> TASK REQUIREMENTS
Below are the entries to work from; restate word for word the portion that opens with the line containing "filename crates/iap-store/src/config.rs" and closes with the line containing "used in logs.", keeping both.

> RAW DATA
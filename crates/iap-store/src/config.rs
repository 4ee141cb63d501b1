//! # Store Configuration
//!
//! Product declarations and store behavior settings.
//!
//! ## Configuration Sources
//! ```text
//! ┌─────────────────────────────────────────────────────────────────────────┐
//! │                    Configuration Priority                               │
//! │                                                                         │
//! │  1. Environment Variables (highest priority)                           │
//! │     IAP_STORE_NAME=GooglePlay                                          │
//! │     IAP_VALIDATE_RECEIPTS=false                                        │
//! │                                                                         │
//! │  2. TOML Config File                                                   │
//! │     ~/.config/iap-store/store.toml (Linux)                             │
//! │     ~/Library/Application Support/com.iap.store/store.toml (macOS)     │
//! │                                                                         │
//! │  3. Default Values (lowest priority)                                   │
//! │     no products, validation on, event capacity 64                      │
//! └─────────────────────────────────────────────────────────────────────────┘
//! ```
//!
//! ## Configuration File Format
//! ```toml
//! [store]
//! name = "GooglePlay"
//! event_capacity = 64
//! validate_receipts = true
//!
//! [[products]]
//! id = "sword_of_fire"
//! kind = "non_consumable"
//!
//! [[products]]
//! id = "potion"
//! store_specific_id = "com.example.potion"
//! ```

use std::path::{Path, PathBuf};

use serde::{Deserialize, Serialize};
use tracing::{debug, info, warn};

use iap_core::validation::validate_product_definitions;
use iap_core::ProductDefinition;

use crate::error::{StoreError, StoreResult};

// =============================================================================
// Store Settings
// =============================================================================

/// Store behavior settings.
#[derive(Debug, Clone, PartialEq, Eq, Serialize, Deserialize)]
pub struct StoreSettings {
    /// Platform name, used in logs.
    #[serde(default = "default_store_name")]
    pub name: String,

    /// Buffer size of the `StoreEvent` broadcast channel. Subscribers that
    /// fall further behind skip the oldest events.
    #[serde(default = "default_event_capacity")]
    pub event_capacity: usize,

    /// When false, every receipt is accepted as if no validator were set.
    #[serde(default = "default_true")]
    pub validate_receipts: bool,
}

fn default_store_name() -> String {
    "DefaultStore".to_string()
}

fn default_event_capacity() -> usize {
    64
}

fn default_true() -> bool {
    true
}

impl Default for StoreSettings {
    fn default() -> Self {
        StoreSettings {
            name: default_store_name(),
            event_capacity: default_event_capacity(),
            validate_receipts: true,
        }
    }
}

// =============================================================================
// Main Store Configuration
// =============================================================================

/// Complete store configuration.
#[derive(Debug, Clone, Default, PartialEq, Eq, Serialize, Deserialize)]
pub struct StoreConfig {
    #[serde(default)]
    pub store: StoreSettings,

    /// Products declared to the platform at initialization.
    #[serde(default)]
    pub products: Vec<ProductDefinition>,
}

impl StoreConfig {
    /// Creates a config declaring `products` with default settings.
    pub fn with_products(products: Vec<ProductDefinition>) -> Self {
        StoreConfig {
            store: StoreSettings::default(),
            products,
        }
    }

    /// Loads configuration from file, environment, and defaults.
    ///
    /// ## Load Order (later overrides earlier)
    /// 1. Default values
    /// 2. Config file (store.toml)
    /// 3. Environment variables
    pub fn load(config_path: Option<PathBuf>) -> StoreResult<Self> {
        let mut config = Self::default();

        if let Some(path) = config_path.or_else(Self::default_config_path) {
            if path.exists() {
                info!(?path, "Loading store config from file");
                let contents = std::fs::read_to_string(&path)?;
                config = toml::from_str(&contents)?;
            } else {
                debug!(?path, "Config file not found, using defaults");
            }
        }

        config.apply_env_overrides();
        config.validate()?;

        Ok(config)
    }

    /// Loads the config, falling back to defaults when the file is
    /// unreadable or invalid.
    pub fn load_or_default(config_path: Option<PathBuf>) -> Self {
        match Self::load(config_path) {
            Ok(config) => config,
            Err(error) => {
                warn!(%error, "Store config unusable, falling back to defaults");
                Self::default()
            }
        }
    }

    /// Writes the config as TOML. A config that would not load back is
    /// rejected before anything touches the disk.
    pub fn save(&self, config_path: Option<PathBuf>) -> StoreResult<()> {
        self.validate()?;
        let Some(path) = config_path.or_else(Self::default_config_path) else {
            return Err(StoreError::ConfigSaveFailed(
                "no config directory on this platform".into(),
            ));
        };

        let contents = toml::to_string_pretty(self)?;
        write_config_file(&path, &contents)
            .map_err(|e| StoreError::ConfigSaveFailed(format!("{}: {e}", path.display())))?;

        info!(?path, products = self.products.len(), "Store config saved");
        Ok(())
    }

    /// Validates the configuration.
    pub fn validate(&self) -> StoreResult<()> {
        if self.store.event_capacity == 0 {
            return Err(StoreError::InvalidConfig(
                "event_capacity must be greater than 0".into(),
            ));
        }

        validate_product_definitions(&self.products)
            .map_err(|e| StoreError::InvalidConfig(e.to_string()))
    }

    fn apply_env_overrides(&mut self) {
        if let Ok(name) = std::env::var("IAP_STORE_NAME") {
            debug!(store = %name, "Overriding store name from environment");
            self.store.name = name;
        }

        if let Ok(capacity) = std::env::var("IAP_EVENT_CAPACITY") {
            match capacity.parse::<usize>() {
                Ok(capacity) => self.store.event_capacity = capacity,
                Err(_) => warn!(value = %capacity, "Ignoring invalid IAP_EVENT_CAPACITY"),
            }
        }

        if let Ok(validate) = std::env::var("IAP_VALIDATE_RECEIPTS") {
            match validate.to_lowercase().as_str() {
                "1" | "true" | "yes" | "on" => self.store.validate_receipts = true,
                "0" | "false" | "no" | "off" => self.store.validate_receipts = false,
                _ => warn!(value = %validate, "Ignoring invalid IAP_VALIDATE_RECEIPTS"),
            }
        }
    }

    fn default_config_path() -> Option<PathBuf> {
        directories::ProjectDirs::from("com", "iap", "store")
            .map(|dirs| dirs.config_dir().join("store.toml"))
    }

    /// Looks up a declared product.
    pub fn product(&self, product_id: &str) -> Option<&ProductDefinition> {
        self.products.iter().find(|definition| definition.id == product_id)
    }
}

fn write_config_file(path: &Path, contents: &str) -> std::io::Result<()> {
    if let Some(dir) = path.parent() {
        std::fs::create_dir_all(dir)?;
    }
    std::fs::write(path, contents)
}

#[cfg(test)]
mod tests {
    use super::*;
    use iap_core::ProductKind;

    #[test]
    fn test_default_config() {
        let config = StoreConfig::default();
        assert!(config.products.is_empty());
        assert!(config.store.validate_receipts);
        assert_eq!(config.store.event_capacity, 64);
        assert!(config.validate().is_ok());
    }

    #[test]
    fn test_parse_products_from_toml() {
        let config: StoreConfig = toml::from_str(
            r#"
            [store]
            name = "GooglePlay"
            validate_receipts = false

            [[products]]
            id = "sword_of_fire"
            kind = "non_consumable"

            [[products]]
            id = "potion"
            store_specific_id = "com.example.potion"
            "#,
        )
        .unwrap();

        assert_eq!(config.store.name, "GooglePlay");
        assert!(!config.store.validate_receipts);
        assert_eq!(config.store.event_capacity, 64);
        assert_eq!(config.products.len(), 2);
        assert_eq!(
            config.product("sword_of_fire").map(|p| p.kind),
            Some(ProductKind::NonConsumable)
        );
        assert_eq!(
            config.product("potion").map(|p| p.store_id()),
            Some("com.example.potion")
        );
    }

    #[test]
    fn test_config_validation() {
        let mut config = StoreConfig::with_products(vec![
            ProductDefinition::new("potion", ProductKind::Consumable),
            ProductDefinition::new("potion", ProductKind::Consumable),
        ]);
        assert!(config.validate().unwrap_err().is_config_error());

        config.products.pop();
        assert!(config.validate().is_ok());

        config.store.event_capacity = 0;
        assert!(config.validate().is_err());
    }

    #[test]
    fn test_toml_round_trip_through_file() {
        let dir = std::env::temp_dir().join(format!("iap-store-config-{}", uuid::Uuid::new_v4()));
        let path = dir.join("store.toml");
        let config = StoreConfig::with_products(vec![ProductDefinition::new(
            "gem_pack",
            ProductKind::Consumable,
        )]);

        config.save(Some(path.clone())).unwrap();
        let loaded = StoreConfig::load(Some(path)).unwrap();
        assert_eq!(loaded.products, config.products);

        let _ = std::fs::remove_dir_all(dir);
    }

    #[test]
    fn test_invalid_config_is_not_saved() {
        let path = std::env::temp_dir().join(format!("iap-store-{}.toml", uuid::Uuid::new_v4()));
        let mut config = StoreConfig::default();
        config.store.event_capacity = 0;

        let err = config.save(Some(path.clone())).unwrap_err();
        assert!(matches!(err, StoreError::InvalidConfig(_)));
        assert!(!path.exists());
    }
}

==

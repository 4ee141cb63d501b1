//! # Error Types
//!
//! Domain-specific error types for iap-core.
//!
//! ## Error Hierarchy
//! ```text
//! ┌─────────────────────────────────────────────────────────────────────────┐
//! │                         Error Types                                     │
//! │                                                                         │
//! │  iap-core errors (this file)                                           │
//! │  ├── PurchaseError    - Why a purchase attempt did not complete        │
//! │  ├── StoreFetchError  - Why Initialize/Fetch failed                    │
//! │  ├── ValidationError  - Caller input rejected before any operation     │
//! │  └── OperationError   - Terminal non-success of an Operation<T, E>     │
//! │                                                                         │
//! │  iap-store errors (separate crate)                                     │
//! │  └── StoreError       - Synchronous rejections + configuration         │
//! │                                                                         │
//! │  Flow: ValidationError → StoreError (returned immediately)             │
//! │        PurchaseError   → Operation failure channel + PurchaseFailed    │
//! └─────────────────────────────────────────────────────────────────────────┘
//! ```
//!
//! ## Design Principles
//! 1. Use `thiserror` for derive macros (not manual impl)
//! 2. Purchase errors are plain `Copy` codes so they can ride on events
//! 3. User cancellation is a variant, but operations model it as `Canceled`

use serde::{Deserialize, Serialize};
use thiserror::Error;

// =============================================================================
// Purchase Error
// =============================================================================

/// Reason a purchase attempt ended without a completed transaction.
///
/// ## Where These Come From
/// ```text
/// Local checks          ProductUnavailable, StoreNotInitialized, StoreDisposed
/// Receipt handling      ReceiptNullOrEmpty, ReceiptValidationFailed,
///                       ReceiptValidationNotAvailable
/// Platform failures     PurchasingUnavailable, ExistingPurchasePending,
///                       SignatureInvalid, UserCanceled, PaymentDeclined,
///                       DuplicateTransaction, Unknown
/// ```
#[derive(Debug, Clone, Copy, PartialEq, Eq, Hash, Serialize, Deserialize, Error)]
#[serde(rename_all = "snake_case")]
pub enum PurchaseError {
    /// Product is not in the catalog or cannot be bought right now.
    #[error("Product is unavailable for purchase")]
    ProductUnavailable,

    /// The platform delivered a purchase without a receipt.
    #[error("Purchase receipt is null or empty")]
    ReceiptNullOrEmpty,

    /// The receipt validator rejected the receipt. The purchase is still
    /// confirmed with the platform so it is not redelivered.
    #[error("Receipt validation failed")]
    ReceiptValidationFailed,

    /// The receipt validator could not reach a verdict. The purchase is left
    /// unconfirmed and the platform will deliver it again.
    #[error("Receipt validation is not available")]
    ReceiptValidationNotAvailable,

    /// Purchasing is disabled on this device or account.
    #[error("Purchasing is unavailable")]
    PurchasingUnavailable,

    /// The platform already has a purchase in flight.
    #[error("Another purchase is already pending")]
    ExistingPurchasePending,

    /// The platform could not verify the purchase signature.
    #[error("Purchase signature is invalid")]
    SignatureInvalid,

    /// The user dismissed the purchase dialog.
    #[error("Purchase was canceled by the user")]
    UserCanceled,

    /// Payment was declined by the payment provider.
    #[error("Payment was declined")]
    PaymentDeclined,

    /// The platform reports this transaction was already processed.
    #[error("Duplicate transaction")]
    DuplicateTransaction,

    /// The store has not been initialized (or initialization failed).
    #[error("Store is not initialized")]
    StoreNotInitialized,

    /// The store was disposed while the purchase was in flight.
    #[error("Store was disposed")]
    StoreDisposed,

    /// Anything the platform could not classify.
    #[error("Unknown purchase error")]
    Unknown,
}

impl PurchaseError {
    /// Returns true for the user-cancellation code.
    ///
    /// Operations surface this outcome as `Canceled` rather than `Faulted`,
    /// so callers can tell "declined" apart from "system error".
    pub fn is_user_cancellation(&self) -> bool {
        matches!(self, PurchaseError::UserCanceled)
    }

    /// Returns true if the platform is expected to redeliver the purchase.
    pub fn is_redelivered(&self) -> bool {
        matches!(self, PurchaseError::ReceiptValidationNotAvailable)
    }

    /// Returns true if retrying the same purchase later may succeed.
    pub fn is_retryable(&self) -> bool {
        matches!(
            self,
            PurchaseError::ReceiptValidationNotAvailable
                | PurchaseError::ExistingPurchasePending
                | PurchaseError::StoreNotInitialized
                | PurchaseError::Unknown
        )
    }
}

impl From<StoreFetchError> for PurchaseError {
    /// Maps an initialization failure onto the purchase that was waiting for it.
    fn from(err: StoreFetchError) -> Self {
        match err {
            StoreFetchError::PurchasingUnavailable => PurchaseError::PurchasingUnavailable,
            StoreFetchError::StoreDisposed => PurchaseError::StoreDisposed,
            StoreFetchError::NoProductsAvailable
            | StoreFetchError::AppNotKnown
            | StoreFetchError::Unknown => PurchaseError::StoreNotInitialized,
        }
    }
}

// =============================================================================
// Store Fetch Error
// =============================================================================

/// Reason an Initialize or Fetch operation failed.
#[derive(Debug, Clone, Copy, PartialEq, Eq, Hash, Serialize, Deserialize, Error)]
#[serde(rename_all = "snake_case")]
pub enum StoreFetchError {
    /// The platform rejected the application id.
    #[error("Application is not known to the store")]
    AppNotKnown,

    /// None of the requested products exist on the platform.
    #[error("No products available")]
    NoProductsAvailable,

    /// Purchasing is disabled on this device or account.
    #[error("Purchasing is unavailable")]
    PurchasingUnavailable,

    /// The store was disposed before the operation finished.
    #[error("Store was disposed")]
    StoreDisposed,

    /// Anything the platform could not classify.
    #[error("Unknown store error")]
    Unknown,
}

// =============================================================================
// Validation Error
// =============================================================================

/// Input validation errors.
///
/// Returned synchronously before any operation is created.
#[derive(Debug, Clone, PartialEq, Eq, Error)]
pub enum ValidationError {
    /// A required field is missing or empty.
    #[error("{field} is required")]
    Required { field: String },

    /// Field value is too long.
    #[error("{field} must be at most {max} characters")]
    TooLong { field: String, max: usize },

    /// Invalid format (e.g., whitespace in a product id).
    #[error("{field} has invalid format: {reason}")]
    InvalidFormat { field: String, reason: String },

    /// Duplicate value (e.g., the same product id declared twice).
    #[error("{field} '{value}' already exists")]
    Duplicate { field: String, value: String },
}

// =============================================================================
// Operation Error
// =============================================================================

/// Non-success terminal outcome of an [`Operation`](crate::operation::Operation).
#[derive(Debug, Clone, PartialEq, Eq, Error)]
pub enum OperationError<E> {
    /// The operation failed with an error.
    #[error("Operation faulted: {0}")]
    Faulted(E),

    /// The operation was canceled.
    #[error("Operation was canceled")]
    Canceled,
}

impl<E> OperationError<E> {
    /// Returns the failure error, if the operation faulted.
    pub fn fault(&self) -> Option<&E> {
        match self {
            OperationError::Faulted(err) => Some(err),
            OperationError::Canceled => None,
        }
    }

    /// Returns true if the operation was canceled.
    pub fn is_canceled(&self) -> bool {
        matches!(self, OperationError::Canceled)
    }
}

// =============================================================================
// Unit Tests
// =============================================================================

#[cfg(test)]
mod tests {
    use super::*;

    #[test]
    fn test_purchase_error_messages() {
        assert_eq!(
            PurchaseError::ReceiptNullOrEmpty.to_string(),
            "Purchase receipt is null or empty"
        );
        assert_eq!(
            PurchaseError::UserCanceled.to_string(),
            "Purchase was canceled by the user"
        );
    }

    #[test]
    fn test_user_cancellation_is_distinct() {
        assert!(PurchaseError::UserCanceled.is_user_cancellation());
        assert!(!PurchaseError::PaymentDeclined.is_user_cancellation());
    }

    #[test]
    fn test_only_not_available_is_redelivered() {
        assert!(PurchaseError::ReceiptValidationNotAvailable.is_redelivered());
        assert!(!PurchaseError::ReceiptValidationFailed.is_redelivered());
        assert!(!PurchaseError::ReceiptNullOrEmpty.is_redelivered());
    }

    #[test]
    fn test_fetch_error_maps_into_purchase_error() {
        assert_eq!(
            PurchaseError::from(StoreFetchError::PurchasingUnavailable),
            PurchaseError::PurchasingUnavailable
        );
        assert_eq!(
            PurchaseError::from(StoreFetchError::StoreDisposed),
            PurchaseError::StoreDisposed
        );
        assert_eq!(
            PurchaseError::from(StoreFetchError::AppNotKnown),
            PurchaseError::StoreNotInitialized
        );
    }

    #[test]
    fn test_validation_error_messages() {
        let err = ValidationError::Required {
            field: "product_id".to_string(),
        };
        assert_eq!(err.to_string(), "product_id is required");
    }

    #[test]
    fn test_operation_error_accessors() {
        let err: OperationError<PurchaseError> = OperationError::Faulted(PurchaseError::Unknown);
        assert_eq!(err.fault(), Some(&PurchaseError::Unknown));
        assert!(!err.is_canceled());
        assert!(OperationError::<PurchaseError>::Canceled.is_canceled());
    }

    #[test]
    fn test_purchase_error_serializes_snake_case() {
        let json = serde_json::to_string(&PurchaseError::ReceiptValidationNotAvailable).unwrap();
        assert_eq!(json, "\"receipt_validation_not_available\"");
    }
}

* * *

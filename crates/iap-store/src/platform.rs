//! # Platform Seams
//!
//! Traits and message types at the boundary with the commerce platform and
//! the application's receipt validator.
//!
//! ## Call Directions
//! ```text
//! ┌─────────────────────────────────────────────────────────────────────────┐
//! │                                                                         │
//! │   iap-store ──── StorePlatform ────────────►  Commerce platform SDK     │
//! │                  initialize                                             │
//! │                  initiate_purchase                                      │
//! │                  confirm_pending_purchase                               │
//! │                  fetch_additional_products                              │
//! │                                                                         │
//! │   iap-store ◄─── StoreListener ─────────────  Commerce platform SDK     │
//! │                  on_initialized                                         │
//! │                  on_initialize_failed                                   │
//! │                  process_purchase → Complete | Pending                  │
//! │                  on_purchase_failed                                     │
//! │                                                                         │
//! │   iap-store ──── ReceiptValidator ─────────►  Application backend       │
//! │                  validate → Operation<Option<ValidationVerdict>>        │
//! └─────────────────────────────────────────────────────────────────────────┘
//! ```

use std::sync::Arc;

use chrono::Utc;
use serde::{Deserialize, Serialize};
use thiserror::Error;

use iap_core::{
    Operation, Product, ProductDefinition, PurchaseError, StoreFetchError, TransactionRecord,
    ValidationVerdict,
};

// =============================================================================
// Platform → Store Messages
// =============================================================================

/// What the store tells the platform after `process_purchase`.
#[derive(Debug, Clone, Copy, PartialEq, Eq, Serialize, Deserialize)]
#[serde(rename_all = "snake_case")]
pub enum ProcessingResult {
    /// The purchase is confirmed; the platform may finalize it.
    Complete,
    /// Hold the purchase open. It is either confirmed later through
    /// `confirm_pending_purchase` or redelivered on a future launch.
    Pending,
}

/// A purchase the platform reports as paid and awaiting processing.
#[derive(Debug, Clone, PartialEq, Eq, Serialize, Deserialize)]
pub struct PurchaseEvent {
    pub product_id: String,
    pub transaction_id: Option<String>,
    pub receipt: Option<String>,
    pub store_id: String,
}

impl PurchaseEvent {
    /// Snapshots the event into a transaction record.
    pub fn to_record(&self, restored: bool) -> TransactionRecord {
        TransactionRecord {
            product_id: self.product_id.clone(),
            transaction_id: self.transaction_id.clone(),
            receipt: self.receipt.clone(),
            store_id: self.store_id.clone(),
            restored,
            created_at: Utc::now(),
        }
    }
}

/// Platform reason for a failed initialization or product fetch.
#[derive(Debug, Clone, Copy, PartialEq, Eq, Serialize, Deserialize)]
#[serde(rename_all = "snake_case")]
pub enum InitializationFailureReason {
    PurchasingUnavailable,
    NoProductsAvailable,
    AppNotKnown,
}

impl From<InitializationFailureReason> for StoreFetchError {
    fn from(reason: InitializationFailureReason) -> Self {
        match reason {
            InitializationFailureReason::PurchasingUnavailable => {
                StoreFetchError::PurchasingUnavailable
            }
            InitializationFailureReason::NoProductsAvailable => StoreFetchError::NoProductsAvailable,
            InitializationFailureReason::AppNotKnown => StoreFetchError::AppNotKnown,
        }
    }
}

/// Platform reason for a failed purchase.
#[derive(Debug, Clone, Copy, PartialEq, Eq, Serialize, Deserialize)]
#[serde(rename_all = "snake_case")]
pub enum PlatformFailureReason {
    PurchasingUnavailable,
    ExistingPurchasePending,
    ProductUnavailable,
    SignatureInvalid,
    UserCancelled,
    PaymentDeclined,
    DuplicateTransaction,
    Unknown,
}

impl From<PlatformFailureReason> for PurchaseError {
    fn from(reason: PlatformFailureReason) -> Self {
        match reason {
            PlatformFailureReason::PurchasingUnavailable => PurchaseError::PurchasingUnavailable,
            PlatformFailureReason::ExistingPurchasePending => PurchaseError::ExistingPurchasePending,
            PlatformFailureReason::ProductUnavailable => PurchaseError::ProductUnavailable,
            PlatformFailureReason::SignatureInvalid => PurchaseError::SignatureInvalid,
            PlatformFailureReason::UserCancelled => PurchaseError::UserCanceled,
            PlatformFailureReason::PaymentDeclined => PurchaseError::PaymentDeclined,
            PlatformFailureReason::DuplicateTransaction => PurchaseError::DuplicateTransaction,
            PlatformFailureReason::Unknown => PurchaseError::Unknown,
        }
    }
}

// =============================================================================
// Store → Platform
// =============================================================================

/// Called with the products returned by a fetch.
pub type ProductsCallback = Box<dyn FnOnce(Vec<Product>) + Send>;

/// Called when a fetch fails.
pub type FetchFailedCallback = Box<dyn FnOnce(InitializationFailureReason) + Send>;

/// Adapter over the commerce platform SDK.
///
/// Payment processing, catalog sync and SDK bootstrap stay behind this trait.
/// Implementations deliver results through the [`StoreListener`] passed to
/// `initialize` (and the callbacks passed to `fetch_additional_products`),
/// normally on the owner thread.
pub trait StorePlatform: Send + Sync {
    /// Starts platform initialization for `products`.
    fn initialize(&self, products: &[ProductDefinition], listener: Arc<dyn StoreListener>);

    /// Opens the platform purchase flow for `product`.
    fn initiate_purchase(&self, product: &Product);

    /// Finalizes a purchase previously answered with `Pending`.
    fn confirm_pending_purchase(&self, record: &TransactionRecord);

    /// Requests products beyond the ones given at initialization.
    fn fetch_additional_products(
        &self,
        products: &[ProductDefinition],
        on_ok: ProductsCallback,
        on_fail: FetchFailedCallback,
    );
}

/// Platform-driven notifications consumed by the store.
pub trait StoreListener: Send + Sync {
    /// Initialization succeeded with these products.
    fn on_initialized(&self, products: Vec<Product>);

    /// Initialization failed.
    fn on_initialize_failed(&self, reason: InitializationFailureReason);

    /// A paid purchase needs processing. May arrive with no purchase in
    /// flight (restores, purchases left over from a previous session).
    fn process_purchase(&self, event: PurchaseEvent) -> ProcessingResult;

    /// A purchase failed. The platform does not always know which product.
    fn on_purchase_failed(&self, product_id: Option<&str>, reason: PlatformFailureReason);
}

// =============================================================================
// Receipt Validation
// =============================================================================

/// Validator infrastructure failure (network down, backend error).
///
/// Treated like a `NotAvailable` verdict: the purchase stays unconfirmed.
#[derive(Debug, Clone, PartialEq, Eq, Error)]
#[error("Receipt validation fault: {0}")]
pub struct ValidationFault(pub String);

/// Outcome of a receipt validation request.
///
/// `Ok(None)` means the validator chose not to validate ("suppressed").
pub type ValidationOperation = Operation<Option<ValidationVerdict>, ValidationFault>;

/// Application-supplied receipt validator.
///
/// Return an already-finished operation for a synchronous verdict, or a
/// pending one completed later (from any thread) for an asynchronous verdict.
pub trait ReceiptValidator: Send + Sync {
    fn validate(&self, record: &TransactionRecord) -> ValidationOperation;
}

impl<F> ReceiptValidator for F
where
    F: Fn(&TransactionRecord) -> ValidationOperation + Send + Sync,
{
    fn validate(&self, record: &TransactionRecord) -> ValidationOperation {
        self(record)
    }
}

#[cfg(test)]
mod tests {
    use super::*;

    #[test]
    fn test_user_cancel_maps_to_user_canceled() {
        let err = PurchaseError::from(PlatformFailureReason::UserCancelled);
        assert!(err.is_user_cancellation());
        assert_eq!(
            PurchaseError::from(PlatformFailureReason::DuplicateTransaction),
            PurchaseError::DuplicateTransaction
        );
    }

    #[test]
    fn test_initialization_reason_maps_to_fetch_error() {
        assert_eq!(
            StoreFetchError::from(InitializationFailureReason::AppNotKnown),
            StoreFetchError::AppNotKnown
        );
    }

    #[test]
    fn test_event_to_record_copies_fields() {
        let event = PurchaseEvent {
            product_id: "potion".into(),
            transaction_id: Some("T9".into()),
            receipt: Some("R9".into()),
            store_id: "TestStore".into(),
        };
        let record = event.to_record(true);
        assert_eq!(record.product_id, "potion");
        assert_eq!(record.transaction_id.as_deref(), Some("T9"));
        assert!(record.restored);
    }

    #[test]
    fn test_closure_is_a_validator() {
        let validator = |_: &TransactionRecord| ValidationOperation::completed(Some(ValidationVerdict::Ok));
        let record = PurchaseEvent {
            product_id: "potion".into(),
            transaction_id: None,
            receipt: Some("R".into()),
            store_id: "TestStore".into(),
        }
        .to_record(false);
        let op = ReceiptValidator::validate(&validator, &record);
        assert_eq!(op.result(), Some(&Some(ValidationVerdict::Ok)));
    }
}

> RESPONSE TO THIS EXERCISE
filename crates/iap-store/src/config.rs
repository 4ee141cb63d501b1
//! # Store Configuration
//!
//! Product declarations and store behavior settings.
//!
//! ## Configuration Sources
//! ```text
//! ┌─────────────────────────────────────────────────────────────────────────┐
//! │                    Configuration Priority                               │
//! │                                                                         │
//! │  1. Environment Variables (highest priority)                           │
//! │     IAP_STORE_NAME=GooglePlay                                          │
//! │     IAP_VALIDATE_RECEIPTS=false                                        │
//! │                                                                         │
//! │  2. TOML Config File                                                   │
//! │     ~/.config/iap-store/store.toml (Linux)                             │
//! │     ~/Library/Application Support/com.iap.store/store.toml (macOS)     │
//! │                                                                         │
//! │  3. Default Values (lowest priority)                                   │
//! │     no products, validation on, event capacity 64                      │
//! └─────────────────────────────────────────────────────────────────────────┘
//! ```
//!
//! ## Configuration File Format
//! ```toml
//! [store]
//! name = "GooglePlay"
//! event_capacity = 64
//! validate_receipts = true
//!
//! [[products]]
//! id = "sword_of_fire"
//! kind = "non_consumable"
//!
//! [[products]]
//! id = "potion"
//! store_specific_id = "com.example.potion"
//! ```

use std::path::{Path, PathBuf};

use serde::{Deserialize, Serialize};
use tracing::{debug, info, warn};

use iap_core::validation::validate_product_definitions;
use iap_core::ProductDefinition;

use crate::error::{StoreError, StoreResult};

// =============================================================================
// Store Settings
// =============================================================================

/// Store behavior settings.
#[derive(Debug, Clone, PartialEq, Eq, Serialize, Deserialize)]
pub struct StoreSettings {
    /// Platform name, used in logs.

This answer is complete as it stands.